PatchSiren cyber security CVE debrief
CVE-2026-58056 RustDesk CVE debrief
CVE-2026-58056 is a HIGH-severity vulnerability in RustDesk, a remote desktop application. The issue arises from RustDesk's gating of incoming control messages on per-capability flags rather than on the session's authorized connection type. Specifically, a file-transfer session does not clear those flags, allowing a peer with only a valid FileTransfer authorization to inject keyboard and mouse input and access the unguarded screenshot and display-capture handlers. This enables the peer to act outside its granted scope.
- Vendor
- RustDesk
- Product
- Unknown
- CVSS
- HIGH 7.2
- CISA KEV
- Not listed in stored evidence
- Original CVE published
- 2026-06-28
- Original CVE updated
- 2026-07-18
- Advisory published
- 2026-06-28
- Advisory updated
- 2026-07-18
Who should care
Users and administrators of RustDesk, especially those who use file-transfer sessions, should be aware of this vulnerability. As the vulnerability allows for unauthorized actions, users with high privileges or those who handle sensitive information via RustDesk should prioritize patching.
Technical summary
The vulnerability exists because RustDesk does not properly restrict actions based on session authorization types. In a file-transfer session, the application fails to clear capability flags, which are used to gate incoming control messages. This oversight allows a user with FileTransfer authorization to perform actions that should be restricted, such as injecting keyboard and mouse input, capturing screenshots, and accessing display-capture handlers.
Defensive priority
High
Recommended defensive actions
- Apply patches or updates provided by the vendor to address the vulnerability.

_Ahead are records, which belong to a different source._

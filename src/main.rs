use anyhow::Context;
use sidecar_agent::agent::Agent;
use sidecar_agent::config::load_config;
use sidecar_agent::service::ServiceDefinition;
use sidecar_agent::utils::{is_yaml, parse_files, scan_for_files};
use std::fs::File;
use std::io::BufReader;
use std::path::PathBuf;
use tracing::subscriber::set_global_default;
use tracing::{error, info};
use tracing_subscriber::layer::SubscriberExt;
use tracing_subscriber::{EnvFilter, Registry};

fn init_logging() -> Result<(), Box<dyn std::error::Error>> {
    let env_filter = EnvFilter::try_from_default_env().unwrap_or_else(|_| EnvFilter::new("info"));

    let fmt_layer = tracing_subscriber::fmt::layer().with_target(false);

    let subscriber = Registry::default().with(env_filter).with(fmt_layer);

    set_global_default(subscriber)?;

    Ok(())
}

fn parse_service_definition(path: PathBuf) -> anyhow::Result<ServiceDefinition> {
    let file = File::open(&path)
        .with_context(|| format!("Failed to open service definition {}", path.display()))?;

    serde_yaml::from_reader(BufReader::new(file))
        .with_context(|| format!("Failed to parse service definition {}", path.display()))
}

async fn load_service_definitions(path: Option<&str>) -> anyhow::Result<Vec<ServiceDefinition>> {
    let path = match path {
        Some(path) => path,
        None => {
            info!("No service_definitions_path configured");
            return Ok(vec![]);
        }
    };

    let files = scan_for_files(path)
        .await
        .with_context(|| format!("Failed to scan {}", path))?
        .into_iter()
        .filter(|file| is_yaml(file))
        .collect();

    parse_files(files, parse_service_definition).await
}

#[tokio::main]
async fn main() -> Result<(), Box<dyn std::error::Error>> {
    init_logging()?;
    let config = load_config()?;

    let agent = Agent::from_config(&config)?;
    info!(
        sidecar_min_port = config.ports.sidecar_min_port,
        sidecar_max_port = config.ports.sidecar_max_port,
        "Agent ready"
    );

    let definitions = load_service_definitions(config.service_definitions_path.as_deref()).await?;

    for definition in definitions {
        match agent.add_service(&definition, &config.tokens.default).await {
            Ok(registration) => {
                if let Some(sidecar) = registration.sidecar {
                    info!(
                        service = registration.service.id.as_str(),
                        sidecar = sidecar.id.as_str(),
                        port = sidecar.port,
                        "Derived sidecar service"
                    );
                }
            }
            Err(e) => error!(
                service = definition.name.as_str(),
                error = e.to_string().as_str(),
                "Failed to register service"
            ),
        }
    }

    print!("{}", serde_yaml::to_string(&agent.services().await)?);

    Ok(())
}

- Restrict the use of file-transfer sessions to only trusted peers.
- Monitor RustDesk sessions for unauthorized actions.
- Consider implementing additional security measures, such as multi-factor authentication or stricter access controls.
- Review compensating controls for exposed systems while remediation is scheduled and verified.
- Check relevant monitoring, detection, and logs for exposed assets that need extra review.
- Track exceptions, retest remediated assets, and close the item only after evidence is documented.
Evidence notes
The CVE record was published on 2026-06-28T02:16:32.860Z and was last modified on 2026-07-18T21:17:03.830Z. The NVD entry is currently Deferred. References include a GitHub repository and a Vulncheck advisory.
Official resources
AI-assisted PatchSiren debrief based on the supplied source corpus. The CVE record was published on 2026-06-28T02:16:32.860Z and has not been modified since then. The NVD entry is currently Deferred.